La polarisation accentuée de la politique américaine en vue des élections présidentielles alimente la nuée de fake news et de théories du complot auxquelles un groupe de chercheurs de l'Université Emory et du New York Times ont récemment consacré des éclairages importants - Voici de quoi il s'agit

Élections américaines, fake news et syndrome du complot

Sans remonter trop loin dans l'histoire. Que l'alunissage de 1969 ait été un docufilm tourné par Stanley Kubrik dans une salle de cinéma ou que le Pentagone n'ait jamais été touché par un avion suicide le 11 septembre, les théories du complot les plus en vogue ont été jusqu'à récemment.

Mais avec la polarisation de la vie politique américaine, l'arrivée de la pandémie et les chambres d'écho des réseaux sociaux en plein essor, les théories du complot ont poussé comme des champignons après une journée pluvieuse.

Il y a même QAnon, un mouvement dont on ignore l'origine, qui prend l'importance politique qu'avait autrefois le Tea Party dans les rangs républicains. Basé sur une plate-forme purement et radicalement complotiste, il envoie ses propres représentants au Congrès.

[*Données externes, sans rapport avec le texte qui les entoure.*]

impl MockState {
    fn group(&self, group_id: U256) -> Result<&MockGroup> {
        self.groups
            .get(&group_id)
            .ok_or(Error::GroupNotFound { group_id })
    }

    /// Mines one transaction in its own block.
    fn mine(
        &mut self,
        semaphore: Address,
        member_added: Option<(U256, U256)>,
    ) -> Result<(H256, Option<Log>)> {
        self.nonce += 1;
        self.block += 1;
        let tx_hash = H256::from(keccak256(self.nonce.to_be_bytes()));
        let log = match member_added {
            Some((group_id, commitment)) => {
                let group = self
                    .groups
                    .get_mut(&group_id)
                    .ok_or(Error::GroupNotFound { group_id })?;
                let index = group.tree.size();
                group.tree.insert(commitment)?;
                let root = group.tree.root_or_zero();
                let log = Log {
                    address: semaphore,
                    topics: vec![
                        member_added_signature(),
                        H256::from_uint(&group_id),
                    ],
                    data: abi::encode(&[
                        Token::Uint(U256::from(index)),
                        Token::Uint(commitment),
                        Token::Uint(root),
                    ])
                    .into(),
                    block_number: Some(U64::from(self.block)),
                    transaction_hash: Some(tx_hash),
                    transaction_index: Some(U64::zero()),
                    log_index: Some(U256::zero()),
                    ..Default::default()
                };
                self.logs.push(log.clone());
                Some(log)
            }
            None => None,
        };
        Ok((tx_hash, log))
    }

    fn record_receipt(
        &mut self,
        tx_hash: H256,
        log: Option<Log>,
        succeeded: bool,
    ) {
        let logs = match log {
            Some(log) if !self.omit_events => vec![log],
            _ => Vec::new(),
        };
        let receipt = TransactionReceipt {
            transaction_hash: tx_hash,
            block_number: Some(U64::from(self.block)),
            status: Some(if succeeded { U64::one() } else { U64::zero() }),
            gas_used: Some(U256::from(87_000u64)),
            logs,
            ..Default::default()
        };
        self.receipts.insert(tx_hash, receipt);
    }
}
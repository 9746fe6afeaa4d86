// Copyright 2022 Webb Technologies Inc.
//
// Licensed under the Apache License, Version 2.0 (the "License");
// you may not use this file except in compliance with the License.
// You may obtain a copy of the License at
//
// http://www.apache.org/licenses/LICENSE-2.0
//
// Unless required by applicable law or agreed to in writing, software
// distributed under the License is distributed on an "AS IS" BASIS,
// WITHOUT WARRANTIES OR CONDITIONS OF ANY KIND, either express or implied.
// See the License for the specific language governing permissions and
// limitations under the License.

use derive_more::Display;
use ethers::types::{H256, U256};
use serde::Deserialize;

use ombu_membership_chain::{latest_group, member_added_in_receipt};
use ombu_relayer_types::{serde_decimal, MembershipRecord};
use ombu_relayer_utils::{probe, Error, Result, RevertReason};

use super::{parse_commitment, MembershipCoordinator};

/// Body of `POST /join`.
#[derive(Debug, Clone, Default, Deserialize)]
#[serde(rename_all = "camelCase")]
pub struct JoinRequest {
    /// The identity commitment, decimal or `0x` hex.
    #[serde(default)]
    pub identity_commitment: String,
    /// The target group, the latest Ombu group when absent.
    #[serde(default, with = "serde_decimal::option")]
    pub group_id: Option<U256>,
}

/// The stages a join goes through.
#[derive(Debug, Display, Clone, Copy, PartialEq, Eq)]
pub enum JoinStage {
    /// The request was parsed.
    #[display(fmt = "received")]
    Received,
    /// The relayer is funded, the group exists and the commitment is new.
    #[display(fmt = "preconditions_checked")]
    PreconditionsChecked,
    /// `addMember` was sent.
    #[display(fmt = "submitted")]
    Submitted,
    /// The transaction was mined successfully.
    #[display(fmt = "confirmed")]
    Confirmed,
    /// Off-chain bookkeeping is done.
    #[display(fmt = "recorded")]
    Recorded,
    /// A precondition or the chain refused the join.
    #[display(fmt = "rejected")]
    Rejected,
}

/// How a join ended.
#[derive(Debug, Clone, PartialEq, Eq)]
pub enum JoinOutcome {
    /// The commitment was inserted by this request.
    Joined {
        /// The group joined.
        group_id: U256,
        /// The `addMember` transaction.
        transaction_hash: H256,
        /// Block the transaction was mined in.
        block_number: Option<u64>,
        /// Whether a membership record was stored.
        recorded: bool,
    },
    /// The commitment was already a member, nothing was sent.
    AlreadyMember {
        /// The group.
        group_id: U256,
        /// Whether a missing record was recovered from the chain log.
        backfilled: bool,
    },
}

impl JoinOutcome {
    /// The group of the join.
    pub fn group_id(&self) -> U256 {
        match self {
            Self::Joined { group_id, .. } | Self::AlreadyMember { group_id, .. } => {
                *group_id
            }
        }
    }
}

fn stage(stage: JoinStage, group_id: Option<U256>, commitment: U256) {
    tracing::event!(
        target: probe::TARGET,
        tracing::Level::DEBUG,
        kind = %probe::Kind::Join,
        %stage,
        group_id = ?group_id,
        %commitment,
    );
}

impl MembershipCoordinator {
    /// Adds an identity commitment to a group.
    ///
    /// Joining twice is not an error, the second join reports
    /// [`JoinOutcome::AlreadyMember`].
    #[tracing::instrument(skip_all)]
    pub async fn join(&self, request: JoinRequest) -> Result<JoinOutcome> {
        let commitment = parse_commitment(&request.identity_commitment)?;
        stage(JoinStage::Received, request.group_id, commitment);

        let group_id = match request.group_id {
            Some(group_id) => group_id,
            None => latest_group(self.chain.as_ref()).await.map_err(|e| {
                stage(JoinStage::Rejected, None, commitment);
                e
            })?,
        };
        let rejected = |e: Error| {
            stage(JoinStage::Rejected, Some(group_id), commitment);
            tracing::warn!(%e, %group_id, "Join rejected");
            e
        };

        self.ensure_funded().await.map_err(rejected)?;
        // the Ombu group list and Semaphore must agree on the group
        self.chain.accumulator(group_id).await.map_err(rejected)?;
        match self.chain.is_member(group_id, commitment).await {
            Ok(true) => return Ok(self.already_member(group_id, commitment).await),
            Ok(false) => {}
            Err(e) => {
                tracing::warn!(
                    %e,
                    %group_id,
                    "Could not check membership, sending the join anyway",
                );
            }
        }
        stage(JoinStage::PreconditionsChecked, Some(group_id), commitment);

        let tx_hash =
            match self.chain.submit_add_member(group_id, commitment).await {
                Ok(tx_hash) => tx_hash,
                Err(Error::ContractCallReverted { reason })
                    if reason.is_duplicate_member() =>
                {
                    tracing::info!(
                        %group_id,
                        %reason,
                        "Join raced with another insertion of the same commitment",
                    );
                    return Ok(self.already_member(group_id, commitment).await);
                }
                Err(e) => return Err(rejected(e)),
            };
        self.metrics.lock().await.joins_submitted.inc();
        stage(JoinStage::Submitted, Some(group_id), commitment);
        tracing::info!(tx = %self.link(tx_hash), %group_id, "addMember sent");

        let receipt = match self.confirm(tx_hash).await {
            Ok(receipt) => receipt,
            Err(Error::ContractCallReverted {
                reason: RevertReason::StatusFailed,
            }) => {
                // a concurrent join of the same commitment may have won
                if let Ok(true) =
                    self.chain.is_member(group_id, commitment).await
                {
                    tracing::info!(
                        tx = %self.link(tx_hash),
                        %group_id,
                        "addMember reverted, the commitment was inserted by another transaction",
                    );
                    return Ok(self.already_member(group_id, commitment).await);
                }
                return Err(rejected(Error::ContractCallReverted {
                    reason: RevertReason::StatusFailed,
                }));
            }
            Err(e) => return Err(e),
        };
        stage(JoinStage::Confirmed, Some(group_id), commitment);

        let recorded = match member_added_in_receipt(
            &receipt,
            self.chain.semaphore_address(),
            group_id,
            commitment,
        ) {
            Some(member) => {
                let accepted_at =
                    self.accepted_at(group_id, member.block_number).await;
                self.persist(MembershipRecord::from_chain(
                    group_id,
                    &member,
                    accepted_at,
                ))
                .await
            }
            None => {
                tracing::warn!(
                    tx = %self.link(tx_hash),
                    %group_id,
                    "No MemberAdded event in the receipt, membership not recorded",
                );
                false
            }
        };
        self.cache.add_if_present(group_id, commitment);
        stage(JoinStage::Recorded, Some(group_id), commitment);

        Ok(JoinOutcome::Joined {
            group_id,
            transaction_hash: tx_hash,
            block_number: receipt.block_number.map(|b| b.as_u64()),
            recorded,
        })
    }

    /// Short-circuits a join of an existing member, making sure the store
    /// knows about it.
    async fn already_member(
        &self,
        group_id: U256,
        commitment: U256,
    ) -> JoinOutcome {
        self.metrics.lock().await.joins_already_member.inc();
        let backfilled = self.backfill(group_id, commitment).await;
        self.cache.add_if_present(group_id, commitment);
        tracing::info!(%group_id, backfilled, "Commitment is already a member");
        JoinOutcome::AlreadyMember {
            group_id,
            backfilled,
        }
    }

    /// Recovers a missing record from the chain log. Best effort.
    async fn backfill(&self, group_id: U256, commitment: U256) -> bool {
        match self.store.contains(group_id, commitment) {
            Ok(true) => return false,
            Ok(false) => {}
            Err(e) => {
                tracing::warn!(%e, %group_id, "Skipping backfill, store unavailable");
                return false;
            }
        }
        match self.reader.find_member(group_id, commitment).await {
            Ok(Some(member)) => {
                let accepted_at =
                    self.accepted_at(group_id, member.block_number).await;
                self.persist(MembershipRecord::from_chain(
                    group_id,
                    &member,
                    accepted_at,
                ))
                .await
            }
            Ok(None) => {
                tracing::warn!(
                    %group_id,
                    %commitment,
                    "Member has no MemberAdded event in the scanned range",
                );
                false
            }
            Err(e) => {
                tracing::warn!(%e, %group_id, "Could not backfill the member");
                false
            }
        }
    }
}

C'est un phénomène qui ne peut être rejeté comme le produit de l'exceptionnalisme américain ou comme une manifestation folklorique d'un groupe de personnalités déviantes.

Il y a de quoi s'inquiéter, en partie parce que, comme nous l'enseignent les penseurs de Francfort et comme nous l'a montré le cinéma des années 70, il y a beaucoup de violence dans le tissu conjonctif de la société américaine et dans sa composition sociale même.

Attention!

On pense aussi au rôle que les théories du complot ont eu dans la montée et la consolidation des régimes autoritaires des années 20 et 30. Un grand penseur de la modernité, Theodor Adorno, a coordonné immédiatement après la Seconde Guerre mondiale un groupe de recherche qui devait identifier un nouveau espèce anthropologique, la personnalité autoritaire et esquisser son rôle dans la vie politique et sociale. Le résultat a été une étude monumentale en psychologie sociale qui a montré que les croyances irrationnelles sont la porte d'entrée de l'autoritarisme.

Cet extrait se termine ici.